◆ **Exercise requirements**: The records below are to be quoted in full; please keep every word exact.
____ Input records
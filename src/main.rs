// src/main.rs
use anyhow::{Context, Result};
use clap::Parser;
use std::fs;
use std::path::PathBuf;
use thiserror::Error;
use tracing::info;
use tracing_subscriber::{EnvFilter, FmtSubscriber};

mod aggregation;
mod classification;
mod config;
mod csv_load;
mod overtime;
mod record;
mod report;
mod shift;
mod sick_leave;
mod work_time;

mod classification_tests;

use aggregation::run_pipeline;
use config::PipelineConfig;
use csv_load::load_records;
use report::render_text_report;

// --- Error Handling ---

#[derive(Error, Debug)]
pub enum AppError {
    #[error("File I/O error: {0}")]
    Io(#[from] std::io::Error),
    #[error("CSV parsing failed: {0}")]
    Csv(#[from] csv::Error),
    #[error("JSON serialization failed: {0}")]
    SerdeJson(#[from] serde_json::Error),
}

// --- CLI ---

/// Computes attendance, overtime and sick-leave statistics from a timesheet
/// planning export.
#[derive(Parser, Debug)]
#[command(name = "pointage", version)]
struct Cli {
    /// Semicolon-delimited, Latin-1 encoded planning export.
    input: PathBuf,

    /// Write the full report as JSON to this path.
    #[arg(long)]
    json: Option<PathBuf>,

    /// Write the text summary to this path instead of stdout.
    #[arg(long)]
    report: Option<PathBuf>,
}

fn main() -> Result<()> {
    dotenv::dotenv().ok();
    let subscriber = FmtSubscriber::builder()
        .with_env_filter(
            EnvFilter::try_from_default_env().unwrap_or_else(|_| EnvFilter::new("info")),
        )
        .finish();
    tracing::subscriber::set_global_default(subscriber).expect("setting default subscriber failed");

    let cli = Cli::parse();
    let config = PipelineConfig::default();

    let records = load_records(&cli.input, &config)
        .with_context(|| format!("failed to load {}", cli.input.display()))?;
    info!("Loaded {} records, running pipeline", records.len());

    let pipeline_report = run_pipeline(&records, &config);

    if let Some(json_path) = &cli.json {
        let json = serde_json::to_string_pretty(&pipeline_report).map_err(AppError::from)?;
        fs::write(json_path, json)
            .with_context(|| format!("failed to write {}", json_path.display()))?;
        info!("JSON report written to {}", json_path.display());
    }

    let text = render_text_report(&pipeline_report);
    match &cli.report {
        Some(report_path) => {
            fs::write(report_path, &text)
                .with_context(|| format!("failed to write {}", report_path.display()))?;
            info!("Text report written to {}", report_path.display());
        }
        None => print!("{}", text),
    }

    Ok(())
}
________
◆ **Solution**:
filename src/main.rs
// src/main.rs
use anyhow::{Context, Result};
use clap::Parser;
use std::fs;
use std::path::PathBuf;
use thiserror::Error;
use tracing::info;
use tracing_subscriber::{EnvFilter, FmtSubscriber};

mod aggregation;
mod classification;
mod config;
mod csv_load;
mod overtime;
mod record;
mod report;
mod shift;
mod sick_leave;
mod work_time;

mod classification_tests;

use aggregation::run_pipeline;
use config::PipelineConfig;
use csv_load::load_records;
use report::render_text_report;

// --- Error Handling ---

#[derive(Error, Debug)]
pub enum AppError {
    #[error("File I/O error: {0}")]
    Io(#[from] std::io::Error),
    #[error("CSV parsing failed: {0}")]
    Csv(#[from] csv::Error),
    #[error("JSON serialization failed: {0}")]
    SerdeJson(#[from] serde_json::Error),
}

// --- CLI ---

/// Computes attendance, overtime and sick-leave statistics from a timesheet
/// planning export.
#[derive(Parser, Debug)]
#[command(name = "pointage", version)]
struct Cli {
    /// Semicolon-delimited, Latin-1 encoded planning export.
    input: PathBuf,

    /// Write the full report as JSON to this path.
    #[arg(long)]
    json: Option<PathBuf>,

    /// Write the text summary to this path instead of stdout.
    #[arg(long)]
    report: Option<PathBuf>,
}

fn main() -> Result<()> {
    dotenv::dotenv().ok();
    let subscriber = FmtSubscriber::builder()
        .with_env_filter(
            EnvFilter::try_from_default_env().unwrap_or_else(|_| EnvFilter::new("info")),
        )
        .finish();
    tracing::subscriber::set_global_default(subscriber).expect("setting default subscriber failed");

    let cli = Cli::parse();
    let config = PipelineConfig::default();

    let records = load_records(&cli.input, &config)
        .with_context(|| format!("failed to load {}", cli.input.display()))?;
    info!("Loaded {} records, running pipeline", records.len());

    let pipeline_report = run_pipeline(&records, &config);

    if let Some(json_path) = &cli.json {
        let json = serde_json::to_string_pretty(&pipeline_report).map_err(AppError::from)?;
        fs::write(json_path, json)
            .with_context(|| format!("failed to write {}", json_path.display()))?;
        info!("JSON report written to {}", json_path.display());
    }

    let text = render_text_report(&pipeline_report);
    match &cli.report {
        Some(report_path) => {
            fs::write(report_path, &text)
                .with_context(|| format!("failed to write {}", report_path.display()))?;
            info!("Text report written to {}", report_path.display());
        }
        None => print!("{}", text),
    }

    Ok(())
}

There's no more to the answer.